What you need to do: Return the lines of the data below in which the string "stderr" occurs.
══ Source data ══
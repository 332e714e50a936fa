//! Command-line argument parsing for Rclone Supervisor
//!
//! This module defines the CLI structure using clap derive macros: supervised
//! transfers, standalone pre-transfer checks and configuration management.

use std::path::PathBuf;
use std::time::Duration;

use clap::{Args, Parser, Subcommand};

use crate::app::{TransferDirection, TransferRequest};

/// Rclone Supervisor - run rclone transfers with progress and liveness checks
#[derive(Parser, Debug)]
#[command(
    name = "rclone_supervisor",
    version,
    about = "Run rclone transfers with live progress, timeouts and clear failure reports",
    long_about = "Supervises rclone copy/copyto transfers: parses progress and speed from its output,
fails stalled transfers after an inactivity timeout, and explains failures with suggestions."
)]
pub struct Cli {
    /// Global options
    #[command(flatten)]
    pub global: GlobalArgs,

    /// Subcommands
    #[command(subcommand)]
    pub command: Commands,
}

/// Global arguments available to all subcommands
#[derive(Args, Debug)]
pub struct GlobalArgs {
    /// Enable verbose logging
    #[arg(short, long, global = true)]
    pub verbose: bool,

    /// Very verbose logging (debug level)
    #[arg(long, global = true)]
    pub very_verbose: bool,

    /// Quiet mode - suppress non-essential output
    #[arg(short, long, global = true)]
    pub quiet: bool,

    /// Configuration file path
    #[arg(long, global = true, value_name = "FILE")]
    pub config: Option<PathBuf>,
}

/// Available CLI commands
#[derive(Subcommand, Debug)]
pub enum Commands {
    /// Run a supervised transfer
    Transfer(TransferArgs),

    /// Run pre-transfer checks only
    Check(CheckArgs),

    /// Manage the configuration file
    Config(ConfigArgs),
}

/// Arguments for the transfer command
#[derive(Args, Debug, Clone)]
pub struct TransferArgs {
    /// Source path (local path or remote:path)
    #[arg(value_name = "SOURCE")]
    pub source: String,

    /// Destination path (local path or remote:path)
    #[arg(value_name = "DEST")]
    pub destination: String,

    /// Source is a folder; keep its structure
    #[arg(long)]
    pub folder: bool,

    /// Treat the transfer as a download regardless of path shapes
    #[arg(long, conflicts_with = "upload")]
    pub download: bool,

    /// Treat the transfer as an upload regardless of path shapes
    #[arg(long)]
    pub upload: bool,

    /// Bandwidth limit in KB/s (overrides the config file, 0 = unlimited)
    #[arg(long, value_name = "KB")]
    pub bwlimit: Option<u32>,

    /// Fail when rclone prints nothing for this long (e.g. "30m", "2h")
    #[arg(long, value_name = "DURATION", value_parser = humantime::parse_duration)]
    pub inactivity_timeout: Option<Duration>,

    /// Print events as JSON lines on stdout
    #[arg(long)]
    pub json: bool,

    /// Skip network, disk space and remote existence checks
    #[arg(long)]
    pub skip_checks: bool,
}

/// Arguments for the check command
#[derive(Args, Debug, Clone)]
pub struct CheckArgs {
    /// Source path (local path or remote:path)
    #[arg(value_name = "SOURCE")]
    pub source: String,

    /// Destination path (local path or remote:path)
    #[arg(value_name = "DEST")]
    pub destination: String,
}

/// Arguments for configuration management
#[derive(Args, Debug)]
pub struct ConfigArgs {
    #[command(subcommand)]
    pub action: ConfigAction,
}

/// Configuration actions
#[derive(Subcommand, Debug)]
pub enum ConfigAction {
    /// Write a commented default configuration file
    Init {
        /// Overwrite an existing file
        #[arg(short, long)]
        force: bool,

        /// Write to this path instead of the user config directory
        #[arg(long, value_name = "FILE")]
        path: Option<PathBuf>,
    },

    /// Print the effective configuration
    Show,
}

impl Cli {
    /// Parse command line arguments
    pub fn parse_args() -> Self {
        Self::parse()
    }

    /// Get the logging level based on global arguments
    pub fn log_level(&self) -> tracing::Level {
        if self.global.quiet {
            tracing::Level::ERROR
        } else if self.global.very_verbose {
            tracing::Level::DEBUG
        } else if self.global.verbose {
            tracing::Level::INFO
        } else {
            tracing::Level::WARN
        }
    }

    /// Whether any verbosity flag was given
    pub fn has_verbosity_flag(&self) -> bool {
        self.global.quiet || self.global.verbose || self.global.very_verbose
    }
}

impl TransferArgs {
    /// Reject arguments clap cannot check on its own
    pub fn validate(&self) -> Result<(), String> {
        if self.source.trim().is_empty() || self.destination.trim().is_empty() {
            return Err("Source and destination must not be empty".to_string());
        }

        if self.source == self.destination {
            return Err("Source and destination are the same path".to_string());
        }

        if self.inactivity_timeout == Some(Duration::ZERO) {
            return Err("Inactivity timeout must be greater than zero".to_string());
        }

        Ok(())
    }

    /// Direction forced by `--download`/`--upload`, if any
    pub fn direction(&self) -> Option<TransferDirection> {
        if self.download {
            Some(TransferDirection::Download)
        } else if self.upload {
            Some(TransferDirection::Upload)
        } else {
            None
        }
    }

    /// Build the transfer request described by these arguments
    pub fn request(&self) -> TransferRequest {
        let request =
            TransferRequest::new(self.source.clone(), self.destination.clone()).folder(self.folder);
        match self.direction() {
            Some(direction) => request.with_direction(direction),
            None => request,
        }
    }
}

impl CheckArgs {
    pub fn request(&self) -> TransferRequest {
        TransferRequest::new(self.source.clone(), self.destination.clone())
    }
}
═══
══ Source data ══
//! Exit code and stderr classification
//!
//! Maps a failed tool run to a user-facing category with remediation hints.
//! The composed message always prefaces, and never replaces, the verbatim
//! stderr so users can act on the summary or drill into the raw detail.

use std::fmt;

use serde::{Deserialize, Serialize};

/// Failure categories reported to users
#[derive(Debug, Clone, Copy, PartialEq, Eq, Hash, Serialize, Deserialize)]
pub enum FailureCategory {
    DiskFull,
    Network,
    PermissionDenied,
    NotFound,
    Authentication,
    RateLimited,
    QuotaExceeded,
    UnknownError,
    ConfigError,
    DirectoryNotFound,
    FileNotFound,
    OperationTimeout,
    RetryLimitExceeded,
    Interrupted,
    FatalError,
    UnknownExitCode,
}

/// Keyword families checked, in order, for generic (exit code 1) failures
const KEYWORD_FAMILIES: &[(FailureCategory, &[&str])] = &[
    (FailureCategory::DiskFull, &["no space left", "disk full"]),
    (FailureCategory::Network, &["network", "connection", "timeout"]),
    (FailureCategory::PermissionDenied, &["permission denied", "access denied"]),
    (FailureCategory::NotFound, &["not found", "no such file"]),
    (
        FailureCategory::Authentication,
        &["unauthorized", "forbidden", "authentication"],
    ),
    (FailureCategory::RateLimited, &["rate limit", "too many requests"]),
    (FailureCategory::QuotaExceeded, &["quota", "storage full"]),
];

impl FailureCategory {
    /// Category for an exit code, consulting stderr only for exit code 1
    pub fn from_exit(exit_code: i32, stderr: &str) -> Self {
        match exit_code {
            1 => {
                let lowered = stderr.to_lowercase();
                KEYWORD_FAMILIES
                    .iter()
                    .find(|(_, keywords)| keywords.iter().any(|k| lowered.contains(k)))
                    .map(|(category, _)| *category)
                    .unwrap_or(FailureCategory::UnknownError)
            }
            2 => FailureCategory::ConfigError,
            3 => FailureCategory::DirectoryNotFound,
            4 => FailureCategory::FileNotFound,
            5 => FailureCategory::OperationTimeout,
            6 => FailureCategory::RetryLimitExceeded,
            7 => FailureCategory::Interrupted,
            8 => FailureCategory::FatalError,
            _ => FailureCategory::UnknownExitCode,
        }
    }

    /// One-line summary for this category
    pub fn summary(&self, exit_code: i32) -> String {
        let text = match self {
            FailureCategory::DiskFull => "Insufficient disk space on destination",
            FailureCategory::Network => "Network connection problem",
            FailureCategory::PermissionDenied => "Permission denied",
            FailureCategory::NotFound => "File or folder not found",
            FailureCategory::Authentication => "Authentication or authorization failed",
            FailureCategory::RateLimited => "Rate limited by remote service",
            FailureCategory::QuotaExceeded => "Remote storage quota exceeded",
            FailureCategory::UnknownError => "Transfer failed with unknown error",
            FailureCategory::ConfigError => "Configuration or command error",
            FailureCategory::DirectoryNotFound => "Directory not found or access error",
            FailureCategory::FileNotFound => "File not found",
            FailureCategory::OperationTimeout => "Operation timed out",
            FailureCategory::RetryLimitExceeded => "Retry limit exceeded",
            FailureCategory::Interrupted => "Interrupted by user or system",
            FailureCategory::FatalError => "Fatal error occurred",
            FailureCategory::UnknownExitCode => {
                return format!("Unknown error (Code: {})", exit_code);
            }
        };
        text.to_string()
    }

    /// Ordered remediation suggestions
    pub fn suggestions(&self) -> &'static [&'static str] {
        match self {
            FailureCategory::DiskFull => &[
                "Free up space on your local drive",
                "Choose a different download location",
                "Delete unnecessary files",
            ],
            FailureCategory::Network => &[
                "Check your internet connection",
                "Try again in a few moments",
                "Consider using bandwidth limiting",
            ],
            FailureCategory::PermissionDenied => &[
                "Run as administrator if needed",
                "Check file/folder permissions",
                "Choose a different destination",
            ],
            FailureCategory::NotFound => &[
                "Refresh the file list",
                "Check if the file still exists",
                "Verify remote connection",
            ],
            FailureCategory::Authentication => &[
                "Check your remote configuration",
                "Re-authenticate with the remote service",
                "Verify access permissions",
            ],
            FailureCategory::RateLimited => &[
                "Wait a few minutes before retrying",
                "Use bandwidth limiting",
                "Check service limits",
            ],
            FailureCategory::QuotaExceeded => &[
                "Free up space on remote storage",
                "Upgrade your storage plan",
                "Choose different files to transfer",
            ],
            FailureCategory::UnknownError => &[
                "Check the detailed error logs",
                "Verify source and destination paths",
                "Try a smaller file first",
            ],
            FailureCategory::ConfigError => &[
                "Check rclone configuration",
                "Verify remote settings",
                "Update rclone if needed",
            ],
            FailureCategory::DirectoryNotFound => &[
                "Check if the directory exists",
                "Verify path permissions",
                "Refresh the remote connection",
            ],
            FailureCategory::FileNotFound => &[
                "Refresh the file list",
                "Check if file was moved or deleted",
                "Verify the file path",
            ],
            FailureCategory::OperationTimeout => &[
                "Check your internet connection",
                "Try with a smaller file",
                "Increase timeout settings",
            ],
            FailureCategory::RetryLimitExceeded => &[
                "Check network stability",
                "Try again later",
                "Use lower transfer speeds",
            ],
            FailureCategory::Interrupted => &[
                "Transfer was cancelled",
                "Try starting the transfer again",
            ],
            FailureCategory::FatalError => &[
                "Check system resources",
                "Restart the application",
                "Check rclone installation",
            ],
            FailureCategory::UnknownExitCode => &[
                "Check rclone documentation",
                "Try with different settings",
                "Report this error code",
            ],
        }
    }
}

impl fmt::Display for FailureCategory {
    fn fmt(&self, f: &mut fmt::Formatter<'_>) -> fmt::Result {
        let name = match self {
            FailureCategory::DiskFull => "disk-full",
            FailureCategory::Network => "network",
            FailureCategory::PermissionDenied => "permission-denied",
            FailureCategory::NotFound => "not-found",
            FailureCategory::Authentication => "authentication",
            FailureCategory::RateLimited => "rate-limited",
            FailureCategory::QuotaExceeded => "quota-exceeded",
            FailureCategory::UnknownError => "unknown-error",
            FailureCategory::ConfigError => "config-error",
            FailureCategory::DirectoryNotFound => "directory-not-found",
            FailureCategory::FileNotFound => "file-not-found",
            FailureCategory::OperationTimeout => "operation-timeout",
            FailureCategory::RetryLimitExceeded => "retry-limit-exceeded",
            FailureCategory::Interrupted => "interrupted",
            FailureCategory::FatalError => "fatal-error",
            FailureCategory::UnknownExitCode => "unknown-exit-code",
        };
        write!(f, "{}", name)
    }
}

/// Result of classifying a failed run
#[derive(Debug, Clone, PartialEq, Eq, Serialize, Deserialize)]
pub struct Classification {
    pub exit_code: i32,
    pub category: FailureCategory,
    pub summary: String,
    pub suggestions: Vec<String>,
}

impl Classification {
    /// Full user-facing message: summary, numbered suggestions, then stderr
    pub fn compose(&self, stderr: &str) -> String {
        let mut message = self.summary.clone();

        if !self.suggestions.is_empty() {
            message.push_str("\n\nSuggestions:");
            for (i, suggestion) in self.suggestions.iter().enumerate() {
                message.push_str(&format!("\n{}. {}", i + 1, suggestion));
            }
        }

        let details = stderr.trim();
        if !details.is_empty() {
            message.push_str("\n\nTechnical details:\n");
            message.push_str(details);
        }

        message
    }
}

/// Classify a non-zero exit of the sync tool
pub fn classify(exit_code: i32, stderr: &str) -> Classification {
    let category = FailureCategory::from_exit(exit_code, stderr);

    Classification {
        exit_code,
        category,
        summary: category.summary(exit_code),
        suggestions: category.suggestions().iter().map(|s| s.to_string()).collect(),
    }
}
═══
The answer:
//! Exit code and stderr classification
//! stderr so users can act on the summary or drill into the raw detail.
    /// Category for an exit code, consulting stderr only for exit code 1
    pub fn from_exit(exit_code: i32, stderr: &str) -> Self {
                let lowered = stderr.to_lowercase();
    /// Full user-facing message: summary, numbered suggestions, then stderr
    pub fn compose(&self, stderr: &str) -> String {
        let details = stderr.trim();
pub fn classify(exit_code: i32, stderr: &str) -> Classification {
    let category = FailureCategory::from_exit(exit_code, stderr);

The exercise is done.